[PROVIDED INFORMATION]
//! In-memory render tree
//!
//! A slotmap-backed tree of rendered blocks with document-space bounds and a
//! scrollable viewport. It answers every [`RenderHost`] query and is the
//! host used by fixtures, the CLI, and tests.

use navtint_core::{Point, Rect, Size};
use slotmap::{new_key_type, SlotMap};
use smallvec::SmallVec;

use crate::host::{label_matches, RenderHost};

new_key_type! {
    pub struct NodeId;
}

/// A rendered block
#[derive(Clone, Debug, Default)]
pub struct RenderNode {
    /// Element id, e.g. `faq`
    pub element_id: Option<String>,
    /// Class names, e.g. `bg-white`
    pub classes: SmallVec<[String; 2]>,
    /// Resolved background color string
    pub background: Option<String>,
    /// Document-space bounds
    pub bounds: Rect,
    parent: Option<NodeId>,
    children: Vec<NodeId>,
    attached: bool,
}

impl RenderNode {
    pub fn new() -> Self {
        Self::default()
    }

    /// Set the element id
    pub fn with_id(mut self, id: impl Into<String>) -> Self {
        self.element_id = Some(id.into());
        self
    }

    /// Add a class name
    pub fn with_class(mut self, class: impl Into<String>) -> Self {
        self.classes.push(class.into());
        self
    }

    /// Set the resolved background color
    pub fn with_background(mut self, css: impl Into<String>) -> Self {
        self.background = Some(css.into());
        self
    }

    /// Set document-space bounds
    pub fn with_bounds(mut self, bounds: Rect) -> Self {
        self.bounds = bounds;
        self
    }

    pub fn parent(&self) -> Option<NodeId> {
        self.parent
    }

    pub fn children(&self) -> &[NodeId] {
        &self.children
    }

    pub fn is_attached(&self) -> bool {
        self.attached
    }
}

/// Render tree with a single document root
pub struct RenderTree {
    nodes: SlotMap<NodeId, RenderNode>,
    root: NodeId,
    viewport: Size,
    scroll: Point,
}

impl RenderTree {
    /// Create an empty document for the given viewport
    pub fn new(viewport: Size) -> Self {
        let mut nodes = SlotMap::with_key();
        let root = nodes.insert(RenderNode {
            bounds: viewport.to_rect(),
            attached: true,
            ..RenderNode::default()
        });
        Self {
            nodes,
            root,
            viewport,
            scroll: Point::ZERO,
        }
    }

    pub fn root(&self) -> NodeId {
        self.root
    }

    pub fn viewport(&self) -> Size {
        self.viewport
    }

    /// Total document height (at least the viewport height)
    pub fn document_height(&self) -> f32 {
        self.nodes
            .get(self.root)
            .map(|root| root.bounds.height())
            .unwrap_or(self.viewport.height)
    }

    pub fn node(&self, id: NodeId) -> Option<&RenderNode> {
        self.nodes.get(id)
    }

    pub fn node_mut(&mut self, id: NodeId) -> Option<&mut RenderNode> {
        self.nodes.get_mut(id)
    }

    /// Number of nodes including the root and detached nodes
    pub fn len(&self) -> usize {
        self.nodes.len()
    }

    pub fn is_empty(&self) -> bool {
        self.nodes.len() <= 1
    }

    /// Insert a node without attaching it
    pub fn create_node(&mut self, node: RenderNode) -> NodeId {
        self.nodes.insert(RenderNode {
            parent: None,
            children: Vec::new(),
            attached: false,
            ..node
        })
    }

    /// Create a node and append it to `parent` in one step
    pub fn insert_child(&mut self, parent: NodeId, node: RenderNode) -> NodeId {
        let id = self.create_node(node);
        self.append_child(parent, id);
        id
    }

    /// Append `child` as the last (topmost painted) child of `parent`.
    /// Moving a node under itself or one of its descendants is ignored.
    pub fn append_child(&mut self, parent: NodeId, child: NodeId) {
        if child == self.root
            || !self.nodes.contains_key(parent)
            || !self.nodes.contains_key(child)
            || self.is_ancestor_or_self(child, parent)
        {
            tracing::trace!(?parent, ?child, "rejected append");
            return;
        }
        self.detach(child);

        let attached = self.nodes[parent].attached;
        self.nodes[parent].children.push(child);
        self.nodes[child].parent = Some(parent);
        self.set_attached(child, attached);

        let bounds = self.nodes[child].bounds;
        self.grow_root(bounds);
    }

    /// Detach a subtree from the document. The nodes stay addressable but
    /// answer no host queries until re-attached.
    pub fn detach(&mut self, id: NodeId) {
        let Some(parent) = self.nodes.get(id).and_then(|n| n.parent) else {
            return;
        };
        if let Some(p) = self.nodes.get_mut(parent) {
            p.children.retain(|c| *c != id);
        }
        self.nodes[id].parent = None;
        self.set_attached(id, false);
    }

    /// Remove a subtree entirely
    pub fn remove_node(&mut self, id: NodeId) {
        if id == self.root {
            return;
        }
        self.detach(id);
        let mut stack = vec![id];
        while let Some(current) = stack.pop() {
            if let Some(node) = self.nodes.remove(current) {
                stack.extend(node.children);
            }
        }
    }

    /// Update a node's document-space bounds
    pub fn set_bounds(&mut self, id: NodeId, bounds: Rect) {
        if let Some(node) = self.nodes.get_mut(id) {
            node.bounds = bounds;
            if node.attached {
                self.grow_root(bounds);
            }
        }
    }

    /// Scroll the viewport, clamped to the document
    pub fn scroll_to(&mut self, x: f32, y: f32) {
        let max_y = (self.document_height() - self.viewport.height).max(0.0);
        self.scroll = Point::new(x.max(0.0), y.clamp(0.0, max_y));
    }

    /// Look up an attached node by exact element id
    pub fn get_by_id(&self, element_id: &str) -> Option<NodeId> {
        self.document_order()
            .find(|id| self.nodes[*id].element_id.as_deref() == Some(element_id))
    }

    /// Attached nodes in document (pre-order) order
    pub fn document_order(&self) -> impl Iterator<Item = NodeId> + '_ {
        let mut stack = vec![self.root];
        std::iter::from_fn(move || {
            let id = stack.pop()?;
            if let Some(node) = self.nodes.get(id) {
                stack.extend(node.children.iter().rev().copied());
            }
            Some(id)
        })
    }

    /// Deepest attached node containing a document-space point. Later
    /// siblings paint over earlier ones.
    pub fn hit_test(&self, point: Point) -> Option<NodeId> {
        let root = self.nodes.get(self.root)?;
        if !root.bounds.contains(point) {
            return None;
        }

        let mut current = self.root;
        'descend: loop {
            for child in self.nodes[current].children.iter().rev() {
                if self.nodes[*child].bounds.contains(point) {
                    current = *child;
                    continue 'descend;
                }
            }
            return Some(current);
        }
    }

    fn is_ancestor_or_self(&self, ancestor: NodeId, node: NodeId) -> bool {
        let mut current = Some(node);
        while let Some(id) = current {
            if id == ancestor {
                return true;
            }
            current = self.nodes.get(id).and_then(|n| n.parent);
        }
        false
    }

    fn set_attached(&mut self, id: NodeId, attached: bool) {
        let mut stack = vec![id];
        while let Some(current) = stack.pop() {
            if let Some(node) = self.nodes.get_mut(current) {
                node.attached = attached;
                stack.extend(node.children.iter().copied());
            }
        }
    }

    fn grow_root(&mut self, bounds: Rect) {
        let root = &mut self.nodes[self.root];
        let bottom = root.bounds.bottom().max(bounds.bottom());
        let right = root.bounds.right().max(bounds.right());
        root.bounds = Rect::new(0.0, 0.0, right, bottom);
    }

    fn attached(&self, id: NodeId) -> Option<&RenderNode> {
        self.nodes.get(id).filter(|n| n.attached)
    }
}

impl RenderHost for RenderTree {
    type Node = NodeId;

    fn element_at(&self, point: Point) -> Option<NodeId> {
        self.hit_test(point.offset(self.scroll.x, self.scroll.y))
    }

    fn parent(&self, node: NodeId) -> Option<NodeId> {
        self.attached(node)?.parent
    }

    fn background(&self, node: NodeId) -> Option<String> {
        self.attached(node)?.background.clone()
    }

    fn bounds(&self, node: NodeId) -> Option<Rect> {
        let node = self.attached(node)?;
        Some(node.bounds.offset(-self.scroll.x, -self.scroll.y))
    }

    fn labels(&self, node: NodeId) -> SmallVec<[&str; 4]> {
        let Some(node) = self.attached(node) else {
            return SmallVec::new();
        };
        node.element_id
            .as_deref()
            .into_iter()
            .chain(node.classes.iter().map(String::as_str))
            .collect()
    }

    fn find_by_fragment(&self, fragment: &str) -> Option<NodeId> {
        self.document_order()
            .find(|id| self.labels(*id).iter().any(|l| label_matches(l, fragment)))
    }

    fn scroll_offset(&self) -> Point {
        self.scroll
    }
}

#[cfg(test)]
mod tests {
    use super::*;

    fn page() -> (RenderTree, NodeId, NodeId, NodeId) {
        let mut tree = RenderTree::new(Size::new(1280.0, 800.0));
        let root = tree.root();
        let hero = tree.insert_child(
            root,
            RenderNode::new()
                .with_id("hero")
                .with_background("rgb(255, 255, 255)")
                .with_bounds(Rect::new(0.0, 0.0, 1280.0, 700.0)),
        );
        let faq = tree.insert_child(
            root,
            RenderNode::new()
                .with_id("faq-section")
                .with_class("bg-white")
                .with_bounds(Rect::new(0.0, 700.0, 1280.0, 900.0)),
        );
        let button = tree.insert_child(
            faq,
            RenderNode::new()
                .with_class("btn-primary")
                .with_background("rgb(29, 78, 216)")
                .with_bounds(Rect::new(600.0, 720.0, 80.0, 30.0)),
        );
        (tree, hero, faq, button)
    }

    #[test]
    fn test_hit_test_picks_deepest() {
        let (tree, hero, faq, button) = page();

        assert_eq!(tree.hit_test(Point::new(10.0, 10.0)), Some(hero));
        assert_eq!(tree.hit_test(Point::new(10.0, 800.0)), Some(faq));
        assert_eq!(tree.hit_test(Point::new(620.0, 730.0)), Some(button));
        assert_eq!(tree.hit_test(Point::new(10.0, 5000.0)), None);
    }

    #[test]
    fn test_later_sibling_paints_on_top() {
        let mut tree = RenderTree::new(Size::new(100.0, 100.0));
        let root = tree.root();
        let bottom = RenderNode::new().with_bounds(Rect::new(0.0, 0.0, 100.0, 100.0));
        tree.insert_child(root, bottom.clone());
        let top = tree.insert_child(root, bottom);

        assert_eq!(tree.hit_test(Point::new(50.0, 50.0)), Some(top));
    }

    #[test]
    fn test_scroll_maps_viewport_to_document() {
        let (mut tree, _, faq, _) = page();
        tree.scroll_to(0.0, 700.0);

        assert_eq!(tree.element_at(Point::new(10.0, 32.0)), Some(faq));
        assert_eq!(tree.bounds(faq), Some(Rect::new(0.0, 0.0, 1280.0, 900.0)));
        assert_eq!(tree.scroll_offset(), Point::new(0.0, 700.0));

        // Clamped to document height - viewport height
        tree.scroll_to(0.0, 10_000.0);
        assert_eq!(tree.scroll_offset().y, 1600.0 - 800.0);
    }

    #[test]
    fn test_detached_nodes_answer_nothing() {
        let (mut tree, _, faq, button) = page();
        tree.detach(faq);

        assert_eq!(tree.background(button), None);
        assert_eq!(tree.bounds(faq), None);
        assert_eq!(tree.parent(button), None);
        assert!(tree.labels(faq).is_empty());
        assert_eq!(tree.find_by_fragment("faq"), None);

        tree.append_child(tree.root(), faq);
        assert_eq!(tree.find_by_fragment("FAQ"), Some(faq));
        assert!(tree.background(button).is_some());
    }

    #[test]
    fn test_labels_and_lookup() {
        let (mut tree, hero, faq, button) = page();

        assert_eq!(tree.labels(faq).as_slice(), &["faq-section", "bg-white"]);
        assert_eq!(tree.labels(button).as_slice(), &["btn-primary"]);
        assert_eq!(tree.get_by_id("hero"), Some(hero));
        assert_eq!(tree.find_by_fragment("btn"), Some(button));

        tree.remove_node(faq);
        assert!(tree.node(button).is_none());
        assert_eq!(tree.len(), 2);
    }

    #[test]
    fn test_append_under_descendant_is_ignored() {
        let mut tree = RenderTree::new(Size::new(100.0, 100.0));
        let root = tree.root();
        let bounds = Rect::new(0.0, 0.0, 100.0, 100.0);
        let a = tree.insert_child(root, RenderNode::new().with_id("a").with_bounds(bounds));
        let b = tree.insert_child(a, RenderNode::new().with_id("b").with_bounds(bounds));

        tree.append_child(b, a);
        tree.append_child(a, a);
        tree.append_child(b, root);

        assert_eq!(tree.parent(a), Some(root));
        assert_eq!(tree.parent(b), Some(a));
        assert_eq!(tree.parent(root), None);
        assert_eq!(tree.document_order().count(), 3);
        assert!(tree.node(a).unwrap().is_attached());
        assert_eq!(tree.hit_test(Point::new(50.0, 50.0)), Some(b));
    }
}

[TASK TO COMPLETE] Set down, exactly as they appear above, all lines from the one that has "fn parent(&self, node: NodeId)" down to the one that has "Some(node.bounds.offset(-self.scroll.x, -self.scroll.y))", including those two and no others.

[ANSWER BELOW]
    fn parent(&self, node: NodeId) -> Option<NodeId> {
        self.attached(node)?.parent
    }

    fn background(&self, node: NodeId) -> Option<String> {
        self.attached(node)?.background.clone()
    }

    fn bounds(&self, node: NodeId) -> Option<Rect> {
        let node = self.attached(node)?;
        Some(node.bounds.offset(-self.scroll.x, -self.scroll.y))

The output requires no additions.